Spatial release from masking. SRM is depicted with respect to the reference configuration for the speech maskers, LPS/HPSSN maskers and the HPS/LPSSN maskers, respectively. The number of listeners is indicated in each panel, and significant differences between the unmasking (post hoc pair-wise comparisons with Bonferroni correction, see text) are represented with black lines.

Simulations

The three panels of Figure 4 show SRTs generated from the BSIM model for the three masker conditions in the same format as the data in Figure 2. Simulated SRTs are represented by black horizontal lines. The experimental data are given in grey for comparison. The goodness of fit between the experimental data and model predictions is quantified in terms of root-mean-squared error (RMSE) and mean linear deviation (bias). The model was adjusted to match the SRT for the co-located (0°) configuration with speech maskers (left-most data point in the left panel). The model showed a similar pattern of results as observed in the data for the speech maskers. SRTs were slightly higher in the 180°, ±90° and ±40°/±140° configuration, underestimating the empirical SRM. For the LPS/HPSSN maskers (middle panel of Fig. 4), simulated SRTs deteriorated by about 2 dB, indicating that the model requires a higher target level to reach the same intelligibility when compared to the speech masker condition. This is in strong contrast to the experimental data, where SRTs improve by about 3 dB when speech maskers are replaced by LPS/HPSSN maskers.
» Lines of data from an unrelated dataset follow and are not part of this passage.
//! # Engine Configuration
//!
//! Runtime settings loaded from a JSON file. Every field has a default, so a config file only
//! needs to name what it changes:
//!
//! ```json
//! { "world_size": "Small", "render_distance": "Medium", "worker_count": 2 }
//! ```

use std::fs;
use std::path::{Path, PathBuf};

use log::info;
use serde::{Deserialize, Serialize};
use thiserror::Error;

use super::rendering::world_renderer::{
    render_radius_in_super_chunks, DrawParameters, DEFAULT_LIGHT_POSITION, DEFAULT_LIGHT_POWER,
};
use super::voxels::world_generation::{noise_layer::NoiseSettings, DEFAULT_PALETTE_HEIGHT};

/// Errors raised while loading an [`EngineConfig`].
#[derive(Error, Debug)]
pub enum ConfigError {
    /// The file could not be read.
    #[error("failed to read config {}: {source}", .path.display())]
    Io {
        path: PathBuf,
        #[source]
        source: std::io::Error,
    },

    /// The file is not valid JSON for an [`EngineConfig`].
    #[error("failed to parse config {}: {source}", .path.display())]
    Parse {
        path: PathBuf,
        #[source]
        source: serde_json::Error,
    },

    /// A field parsed but holds an unusable value.
    #[error("invalid value for {field}: {reason}")]
    InvalidValue { field: &'static str, reason: String },
}

/// World edge length in super-chunks.
#[derive(Debug, Clone, Copy, PartialEq, Eq, Default, Serialize, Deserialize)]
#[repr(u32)]
pub enum WorldSize {
    Small = 4,
    #[default]
    Medium = 16,
    High = 32,
    Extreme = 64,
    Insane = 128,
    Ludicrous = 256,
}

impl WorldSize {
    pub fn super_chunks(self) -> i32 {
        self as i32
    }

    /// Super-chunks generated on each side of the origin along x and z.
    pub fn half_size(self) -> i32 {
        self.super_chunks() / 2
    }
}

/// View distance in 32³ sub-chunks.
#[derive(Debug, Clone, Copy, PartialEq, Eq, Default, Serialize, Deserialize)]
#[repr(u32)]
pub enum RenderDistance {
    #[default]
    Small = 16,
    Medium = 24,
    High = 32,
    Extreme = 64,
    Insane = 128,
}

impl RenderDistance {
    pub fn sub_chunks(self) -> i32 {
        self as i32
    }
}

/// Light used by the voxel material.
#[derive(Debug, Clone, Copy, PartialEq, Serialize, Deserialize)]
#[serde(default)]
pub struct LightSettings {
    pub position: [f32; 3],
    pub power: f32,
}

impl Default for LightSettings {
    fn default() -> Self {
        LightSettings {
            position: DEFAULT_LIGHT_POSITION,
            power: DEFAULT_LIGHT_POWER,
        }
    }
}

/// Top-level engine settings.
#[derive(Debug, Clone, PartialEq, Serialize, Deserialize)]
#[serde(default)]
pub struct EngineConfig {
    pub world_size: WorldSize,
    pub render_distance: RenderDistance,
    /// Background mesher threads.
    pub worker_count: usize,
    /// Settings of the terrain height layer.
    pub terrain: NoiseSettings,
    /// Height that divides the world into the three colour bands.
    pub palette_height: f64,
    pub light: LightSettings,
}

impl Default for EngineConfig {
    fn default() -> Self {
        EngineConfig {
            world_size: WorldSize::default(),
            render_distance: RenderDistance::default(),
            worker_count: 4,
            terrain: NoiseSettings::terrain(),
            palette_height: DEFAULT_PALETTE_HEIGHT,
            light: LightSettings::default(),
        }
    }
}

impl EngineConfig {
    /// Reads, parses and validates a JSON config file.
    pub fn load(path: impl AsRef<Path>) -> Result<Self, ConfigError> {
        let path = path.as_ref();
        let text = fs::read_to_string(path).map_err(|source| ConfigError::Io {
            path: path.to_path_buf(),
            source,
        })?;
        let config: EngineConfig =
            serde_json::from_str(&text).map_err(|source| ConfigError::Parse {
                path: path.to_path_buf(),
                source,
            })?;
        config.validate()?;
        info!("Configuration loaded from {}", path.display());
        Ok(config)
    }

    /// Parses and validates a JSON config held in memory.
    pub fn from_json_str(text: &str) -> Result<Self, ConfigError> {
        let config: EngineConfig =
            serde_json::from_str(text).map_err(|source| ConfigError::Parse {
                path: PathBuf::from("<memory>"),
                source,
            })?;
        config.validate()?;
        Ok(config)
    }

    pub fn validate(&self) -> Result<(), ConfigError> {
        if self.worker_count == 0 {
            return Err(ConfigError::InvalidValue {
                field: "worker_count",
                reason: "at least one worker is needed".to_string(),
            });
        }
        if self.terrain.octaves == 0 {
            return Err(ConfigError::InvalidValue {
                field: "terrain.octaves",
                reason: "at least one octave is needed".to_string(),
            });
        }
        if self.terrain.scale <= 0.0 {
            return Err(ConfigError::InvalidValue {
                field: "terrain.scale",
                reason: format!("must be positive, got {}", self.terrain.scale),
            });
        }
        let (min, max) = (self.terrain.min, self.terrain.max);
        if min.is_nan() || max.is_nan() || min > max {
            return Err(ConfigError::InvalidValue {
                field: "terrain.min",
                reason: format!("must not exceed terrain.max, got min {} and max {}", min, max),
            });
        }
        if self.palette_height <= 0.0 {
            return Err(ConfigError::InvalidValue {
                field: "palette_height",
                reason: format!("must be positive, got {}", self.palette_height),
            });
        }
        Ok(())
    }

    /// Search radius of the renderer around the player, in super-chunks.
    pub fn render_radius_in_super_chunks(&self) -> i32 {
        render_radius_in_super_chunks(self.render_distance.sub_chunks())
    }

    /// Draw parameters carrying this config's light and identity camera matrices.
    pub fn draw_parameters(&self) -> DrawParameters {
        DrawParameters {
            light_position: self.light.position.into(),
            light_power: self.light.power,
            ..DrawParameters::default()
        }
    }
}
For HPS/LPSSN maskers (right panel of Fig. 4), simulated SRTs decreased by about 1 dB compared to the LPS/HPSSN maskers but were still worse than the data. Thus, the BSIM model was not able to simulate the listeners’ improvement in SI (lower SRTs) for the two modified masker conditions. In summary, the BSIM model showed good agreement with the experimental data concerning SRM, even in the different symmetric complex spatial configurations, but it appears unable to predict the experimentally observed effect of replacing high- or low-frequency parts of the masking speech by SSN.

FIG. 4.

FIG. 4

Speech reception thresholds simulated by the BSIM. The black horizontal lines are model simulations for each of the three masker conditions. The data are re-plotted for convenience in grey. The model was adjusted to match the reference configuration (0°) for the speech masker condition. To allow for quantitative comparisons of the goodness of fit, the root-mean-squared error (RMSE) and the mean linear deviation (Bias) are provided in each panel.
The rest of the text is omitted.